## Your instructions
Could you find every line in the records below that contains the word "evaluated" and copy it?

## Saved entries
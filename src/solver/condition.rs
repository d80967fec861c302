//! Evaluation of conditional dependency trees.
//!
//! Conditions are evaluated with three-valued logic: a condition that
//! references a flag that has not been decided yet evaluates to `None`,
//! unless the value of the condition is already determined by the decided
//! parts (e.g. `false && x`).

use crate::{
    package::{CondTree, Condition, Dependency, Environment},
    FlagId,
};

/// Evaluates a condition. `flag` returns the value of a flag of the package
/// the condition belongs to, or `None` if it is not decided yet.
pub(crate) fn evaluate(
    condition: &Condition,
    environment: &Environment,
    flag: &impl Fn(FlagId) -> Option<bool>,
) -> Option<bool> {
    match condition {
        Condition::Lit(value) => Some(*value),
        Condition::Flag(id) => flag(*id),
        Condition::Platform(test) => Some(environment.test(test)),
        Condition::Not(inner) => evaluate(inner, environment, flag).map(|value| !value),
        Condition::And(lhs, rhs) => {
            match (
                evaluate(lhs, environment, flag),
                evaluate(rhs, environment, flag),
            ) {
                (Some(false), _) | (_, Some(false)) => Some(false),
                (Some(true), Some(true)) => Some(true),
                _ => None,
            }
        }
        Condition::Or(lhs, rhs) => {
            match (
                evaluate(lhs, environment, flag),
                evaluate(rhs, environment, flag),
            ) {
                (Some(true), _) | (_, Some(true)) => Some(true),
                (Some(false), Some(false)) => Some(false),
                _ => None,
            }
        }
    }
}

/// Returns true if the condition mentions the flag.
pub(crate) fn references_flag(condition: &Condition, flag: FlagId) -> bool {
    let mut found = false;
    condition.for_each_flag(&mut |id| found |= id == flag);
    found
}

/// Collects the dependencies of a tree whose conditions can be fully
/// evaluated. Branches with undecided conditions are skipped.
pub(crate) fn collect_dependencies<'t>(
    tree: &'t CondTree,
    environment: &Environment,
    flag: &impl Fn(FlagId) -> Option<bool>,
    out: &mut Vec<&'t Dependency>,
) {
    out.extend(tree.dependencies.iter());
    for branch in &tree.branches {
        match evaluate(&branch.condition, environment, flag) {
            Some(true) => collect_dependencies(&branch.then, environment, flag, out),
            Some(false) => collect_dependencies(&branch.otherwise, environment, flag, out),
            None => {}
        }
    }
}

## Expected output
//! Conditions are evaluated with three-valued logic: a condition that
/// evaluated. Branches with undecided conditions are skipped.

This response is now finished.